Fazia alguns dias que estava mal até que piorei ao ponto de sentir tanta dor que nem conseguia pisar no chão sem ter a sensação de que iria explodir por dentro. Embora eu não seja da área médica, era fácil presumir pelos sintomas de que se tratava de uma infecção urinária que eu, erroneamente, vinha tentando tratar sozinha.

Pensei seriamente em tomar uma medicação, como já estava fazendo —afinal faltar aos trabalhos implicaria em uma série de transtornos para a escola, alunos e familiares, especialmente no contexto de muitas ausências em decorrência da dengue e outras doenças causadas pelo mosquito. Não deu certo e precisei ir ao médico em plena terça-feira, um dos dias em que mais trabalho, em três escolas diferentes.
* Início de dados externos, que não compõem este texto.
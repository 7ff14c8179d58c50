//! Transition table for the resumable kernel build pipeline.
//!
//! ```text
//! NOT_INIT --clone--> SRC_CLONED --configure--> SRC_CONFIGURED --build--> SRC_BUILT
//! ```
//!
//! Each state names exactly one pending stage (none for `SRC_BUILT`). The
//! table is pure; running stages and persisting checkpoints happen in
//! [`crate::kernel`].

use std::fmt;

use crate::core::types::BuildState;

/// One unit of the pipeline with exactly one persisted checkpoint.
#[derive(Debug, Clone, Copy, PartialEq, Eq, Hash)]
pub enum Stage {
    Clone,
    Configure,
    Build,
}

impl Stage {
    pub fn as_str(&self) -> &'static str {
        match self {
            Stage::Clone => "clone",
            Stage::Configure => "configure",
            Stage::Build => "build",
        }
    }

    /// State persisted once this stage's tools have all succeeded.
    pub fn completes(&self) -> BuildState {
        match self {
            Stage::Clone => BuildState::SrcCloned,
            Stage::Configure => BuildState::SrcConfigured,
            Stage::Build => BuildState::SrcBuilt,
        }
    }
}

impl fmt::Display for Stage {
    fn fmt(&self, f: &mut fmt::Formatter<'_>) -> fmt::Result {
        f.write_str(self.as_str())
    }
}

/// Stage that runs next from `state`, or `None` when the pipeline is done.
pub fn pending_stage(state: BuildState) -> Option<Stage> {
    match state {
        BuildState::NotInit => Some(Stage::Clone),
        BuildState::SrcCloned => Some(Stage::Configure),
        BuildState::SrcConfigured => Some(Stage::Build),
        BuildState::SrcBuilt => None,
    }
}

/// All stages still to run from `state`, in order.
pub fn remaining_stages(state: BuildState) -> Vec<Stage> {
    let mut stages = Vec::new();
    let mut current = state;
    while let Some(stage) = pending_stage(current) {
        stages.push(stage);
        current = stage.completes();
    }
    stages
}

/// Parallelism for `make -j`: available processing units minus one, floor 1.
pub fn parallel_jobs(available: usize) -> usize {
    available.saturating_sub(1).max(1)
}
//! End-to-end provisioning: installer media, rootfs image, kernel, scripts.
//!
//! The partition plan is derived and validated before any side effect, so a
//! bad `[rootfs]` section fails without touching the workspace.

use std::fs;
use std::io;
use std::path::Path;

use anyhow::{Context, Result};
use tracing::{info, instrument, warn};

use crate::core::partition::PartitionPlan;
use crate::core::types::{BootMode, BuildState};
use crate::install::{InstallSettings, Installer};
use crate::io::artifacts::{ArtifactSource, backup_iso};
use crate::io::config::KdevConfig;
use crate::io::console::Console;
use crate::io::image::{image_size_gb, prepare_firmware_vars, prepare_image};
use crate::io::init::KdevPaths;
use crate::io::process::ToolRunner;
use crate::io::state_store::BuildStateStore;
use crate::io::templates::write_launch_scripts;
use crate::io::vm::{ConsoleLauncher, UefiFirmware, VmSpec, installer_invocation, kvm_enabled};
use crate::kernel::KernelBuild;

/// Flags for `kdev run`.
#[derive(Debug, Clone, Copy, Default, PartialEq, Eq)]
pub struct RunOptions {
    /// Reinstall the rootfs even when the image exists.
    pub rebuild_rootfs: bool,
    /// Never install the rootfs, even when the image is missing.
    pub force_skip_rootfs: bool,
    /// Roll a finished kernel back one stage and build again.
    pub rebuild_kernel: bool,
}

/// Wires the pipeline to its process, console and download seams.
pub struct Provisioner<'a, R, L, A>
where
    R: ToolRunner,
    L: ConsoleLauncher,
    A: ArtifactSource,
{
    paths: &'a KdevPaths,
    cfg: &'a KdevConfig,
    runner: &'a R,
    launcher: &'a L,
    artifacts: &'a A,
}

impl<'a, R, L, A> Provisioner<'a, R, L, A>
where
    R: ToolRunner,
    L: ConsoleLauncher,
    A: ArtifactSource,
{
    pub fn new(
        paths: &'a KdevPaths,
        cfg: &'a KdevConfig,
        runner: &'a R,
        launcher: &'a L,
        artifacts: &'a A,
    ) -> Self {
        Self {
            paths,
            cfg,
            runner,
            launcher,
            artifacts,
        }
    }

    /// rootfs (when needed), then the kernel, then the launch scripts.
    #[instrument(skip_all, fields(root = %self.paths.root.display()))]
    pub fn run(&self, opts: RunOptions) -> Result<BuildState> {
        let plan = self.cfg.partition_plan()?;

        if self.should_build_rootfs(opts) {
            self.build_rootfs(&plan)?;
        } else {
            info!(image = %self.paths.image_path.display(), "skipping rootfs");
        }

        let state = self.build_kernel(opts.rebuild_kernel)?;
        self.generate_scripts(&plan)?;
        info!(state = %state, "provisioning finished");
        Ok(state)
    }

    pub fn should_build_rootfs(&self, opts: RunOptions) -> bool {
        if opts.rebuild_rootfs {
            return true;
        }
        !opts.force_skip_rootfs && !self.paths.image_path.exists()
    }

    /// Fetch the ISO, create a blank image and run the unattended install.
    ///
    /// Any failure after the image is created removes it, so the next run
    /// starts over instead of treating a blank or half-installed disk as done.
    #[instrument(skip_all, fields(boot_mode = %plan.boot_mode()))]
    pub fn build_rootfs(&self, plan: &PartitionPlan) -> Result<()> {
        let rootfs = &self.cfg.rootfs;
        let paths = self.paths;

        fs::create_dir_all(&paths.state_dir)
            .with_context(|| format!("create directory {}", paths.state_dir.display()))?;
        self.artifacts
            .ensure_iso(&paths.iso_path)
            .context("acquire installer ISO")?;
        let boot_iso = if rootfs.backup_iso {
            backup_iso(&paths.iso_path, &paths.iso_backup_path).context("back up installer ISO")?;
            &paths.iso_backup_path
        } else {
            &paths.iso_path
        };

        prepare_image(
            self.runner,
            &paths.image_path,
            rootfs.image_format,
            image_size_gb(plan),
        )?;

        if let Err(err) = self.install_onto_image(plan, boot_iso) {
            discard_image(&paths.image_path);
            return Err(err).context("rootfs installation failed");
        }
        info!(image = %paths.image_path.display(), "rootfs ready");
        Ok(())
    }

    /// Boot the installer against the freshly created image and install.
    /// The console is closed whether or not the installation succeeded.
    fn install_onto_image(&self, plan: &PartitionPlan, boot_iso: &Path) -> Result<()> {
        let rootfs = &self.cfg.rootfs;
        let paths = self.paths;

        let firmware = match plan.boot_mode() {
            BootMode::Uefi => {
                prepare_firmware_vars(&self.cfg.qemu.ovmf_vars, &paths.ovmf_vars_path)?;
                Some(UefiFirmware {
                    code: self.cfg.qemu.ovmf_code.clone(),
                    vars: paths.ovmf_vars_path.clone(),
                })
            }
            BootMode::Bios => None,
        };
        let spec = VmSpec {
            image_path: paths.image_path.clone(),
            image_format: rootfs.image_format,
            iso_path: boot_iso.to_path_buf(),
            boot_mode: plan.boot_mode(),
            kvm: kvm_enabled(&self.cfg.qemu),
            smp: self.cfg.qemu.install_smp,
            memory_gb: self.cfg.qemu.install_memory_gb,
            firmware,
        };

        let settings = InstallSettings::from_config(rootfs, &self.cfg.console);
        let mut console = self
            .launcher
            .launch(&installer_invocation(&spec))
            .context("start installer VM")?;
        let installed = Installer::new(&mut console, plan, &settings).run();
        match console.close() {
            Ok(code) => info!(exit_code = ?code, "installer VM exited"),
            Err(err) => warn!(err = %err, "failed to close installer console"),
        }
        installed?;
        Ok(())
    }

    /// Resume the kernel pipeline from its checkpoint.
    pub fn build_kernel(&self, rebuild: bool) -> Result<BuildState> {
        let store = BuildStateStore::new(&self.paths.build_state_path);
        let kernel = KernelBuild::new(self.runner, &store, self.paths, &self.cfg.kernel);
        let state = if rebuild {
            kernel.rebuild()
        } else {
            kernel.dispatch()
        };
        state.context("kernel build failed")
    }

    pub fn generate_scripts(&self, plan: &PartitionPlan) -> Result<()> {
        write_launch_scripts(self.cfg, self.paths, plan, kvm_enabled(&self.cfg.qemu))
    }
}

fn discard_image(path: &Path) {
    match fs::remove_file(path) {
        Ok(()) => info!(path = %path.display(), "removed incomplete image"),
        Err(err) if err.kind() == io::ErrorKind::NotFound => {}
        Err(err) => warn!(err = %err, path = %path.display(), "failed to remove incomplete image"),
    }
}

/// Remove the state directory and the rootfs image. Sources and the build
/// tree are left alone.
#[instrument(skip_all, fields(root = %paths.root.display()))]
pub fn distclean(paths: &KdevPaths) -> Result<()> {
    match fs::remove_dir_all(&paths.state_dir) {
        Ok(()) => info!(path = %paths.state_dir.display(), "removed"),
        Err(err) if err.kind() == io::ErrorKind::NotFound => {}
        Err(err) => {
            return Err(err).with_context(|| format!("remove {}", paths.state_dir.display()));
        }
    }
    match fs::remove_file(&paths.image_path) {
        Ok(()) => info!(path = %paths.image_path.display(), "removed"),
        Err(err) if err.kind() == io::ErrorKind::NotFound => {}
        Err(err) => {
            return Err(err).with_context(|| format!("remove {}", paths.image_path.display()));
        }
    }
    Ok(())
}

#[cfg(test)]
mod tests {
    use super::*;
    use crate::test_support::{
        FakeArtifactSource, RecordingToolRunner, ScriptedConsole, ScriptedLauncher, TestWorkspace,
    };

    #[test]
    fn rootfs_is_built_only_when_needed() {
        let ws = TestWorkspace::new().expect("workspace");
        let cfg = ws.config();
        let runner = RecordingToolRunner::new();
        let launcher = ScriptedLauncher::default();
        let artifacts = FakeArtifactSource;
        let p = Provisioner::new(&ws.paths, &cfg, &runner, &launcher, &artifacts);

        assert!(p.should_build_rootfs(RunOptions::default()));
        let skip = RunOptions {
            force_skip_rootfs: true,
            ..RunOptions::default()
        };
        assert!(!p.should_build_rootfs(skip));

        fs::write(&ws.paths.image_path, b"img").expect("write");
        assert!(!p.should_build_rootfs(RunOptions::default()));
        let rebuild = RunOptions {
            rebuild_rootfs: true,
            ..RunOptions::default()
        };
        assert!(p.should_build_rootfs(rebuild));
    }

    #[test]
    fn failed_install_removes_image_and_closes_console() {
        let ws = TestWorkspace::new().expect("workspace");
        let cfg = ws.config();
        let runner = RecordingToolRunner::new();
        let launcher = ScriptedLauncher::new(ScriptedConsole::failing_at("Arch Linux"));
        let artifacts = FakeArtifactSource;
        let p = Provisioner::new(&ws.paths, &cfg, &runner, &launcher, &artifacts);
        let plan = cfg.partition_plan().expect("plan");

        let err = p.build_rootfs(&plan).expect_err("install should fail");

        assert!(format!("{err:#}").contains("rootfs installation failed"));
        assert!(launcher.console().is_closed());
        assert!(runner.commands()[0].starts_with("qemu-img create"));
        assert!(!ws.paths.image_path.exists());
    }

    #[test]
    fn missing_firmware_vars_removes_image() {
        let ws = TestWorkspace::new().expect("workspace");
        let mut cfg = ws.config();
        cfg.qemu.ovmf_vars = ws.paths.root.join("missing").join("OVMF_VARS.fd");
        let runner = RecordingToolRunner::new();
        let launcher = ScriptedLauncher::default();
        let artifacts = FakeArtifactSource;
        let p = Provisioner::new(&ws.paths, &cfg, &runner, &launcher, &artifacts);
        let plan = cfg.partition_plan().expect("plan");

        p.build_rootfs(&plan).expect_err("vars copy should fail");

        assert!(launcher.launched().is_empty());
        assert!(!ws.paths.image_path.exists());
        assert!(p.should_build_rootfs(RunOptions::default()));
    }

    #[test]
    fn launch_failure_removes_image() {
        let ws = TestWorkspace::new().expect("workspace");
        let cfg = ws.config();
        let runner = RecordingToolRunner::new();
        let launcher = ScriptedLauncher::failing_to_launch();
        let artifacts = FakeArtifactSource;
        let p = Provisioner::new(&ws.paths, &cfg, &runner, &launcher, &artifacts);
        let plan = cfg.partition_plan().expect("plan");

        let err = p.build_rootfs(&plan).expect_err("launch should fail");

        assert!(format!("{err:#}").contains("start installer VM"));
        assert_eq!(launcher.launched().len(), 1);
        assert!(!ws.paths.image_path.exists());
        assert!(p.should_build_rootfs(RunOptions::default()));
    }

    #[test]
    fn backup_iso_is_the_boot_medium() {
        let ws = TestWorkspace::new().expect("workspace");
        let mut cfg = ws.config();
        cfg.rootfs.backup_iso = true;
        let runner = RecordingToolRunner::new();
        let launcher = ScriptedLauncher::default();
        let artifacts = FakeArtifactSource;
        let p = Provisioner::new(&ws.paths, &cfg, &runner, &launcher, &artifacts);
        let plan = cfg.partition_plan().expect("plan");

        p.build_rootfs(&plan).expect("rootfs");

        assert_eq!(fs::read(&ws.paths.iso_backup_path).expect("backup"), b"iso");
        let backup = ws.paths.iso_backup_path.display().to_string();
        assert!(launcher.launched()[0].args.contains(&backup));
    }

    #[test]
    fn distclean_removes_state_and_image() {
        let ws = TestWorkspace::new().expect("workspace");
        fs::create_dir_all(&ws.paths.state_dir).expect("mkdir");
        fs::write(&ws.paths.build_state_path, b"{}").expect("write");
        fs::write(&ws.paths.image_path, b"img").expect("write");

        distclean(&ws.paths).expect("distclean");
        distclean(&ws.paths).expect("second distclean");

        assert!(!ws.paths.state_dir.exists());
        assert!(!ws.paths.image_path.exists());
    }
}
Foto: Karime Xavier/Folhapress - Folhapress

Cheguei cedo ao posto de saúde do meu bairro. Estreante no uso de alguns serviços do SUS, estava lá muito antes até mesmo do posto abrir as portas. Foram horas até ser atendida pelo médico e seus estagiários –ideia excelente para preparar os médicos em formação –e o resultado se confirmou: uma severa infecção urinária. Saí de lá com receita de antibiótico e um atestado de dois dias que pensei em não cumprir à risca. Seriam dois dias ausentes no que agora viriam a ser quatro escolas.

Ao chegar em casa, ainda com muita dor, decidi aproveitar o tempo e adiantar alguns trabalhos extraclasse, a parte mais custosa em ser professora. Entre uma custosa ida e outra ao banheiro, ali estava eu elaborando provas, planejando aulas, com dor e um pedaço de papel que me autorizava a descansar a fim de me recuperar plenamente.

Só então que me lembrei do famoso "Time is Money", citado por Benjamin Franklin, um dos pais da independência, e me dei conta que eu, professora, consciente e crítica das dificuldades geradas por cada modo de produção, estava ali agindo de maneira contraria ao que eu vivo pregando. Sou também quem vive citando a maravilhosa frase do igualmente maravilhoso Antonio Candido que contradiz Benjamin Franklin: "Tempo não é dinheiro, é o tecido da nossa vida [...]".

Desliguei o computador e respeitando a mim mesma, deitei e descansei até me sentir melhor. Dormi e permiti que o capitalismo que habita em mim e em cada um de nós fizesse o mesmo.



Lina Maria Freitas tem 33 anos e é professora de história em Sete Lagoas (MG).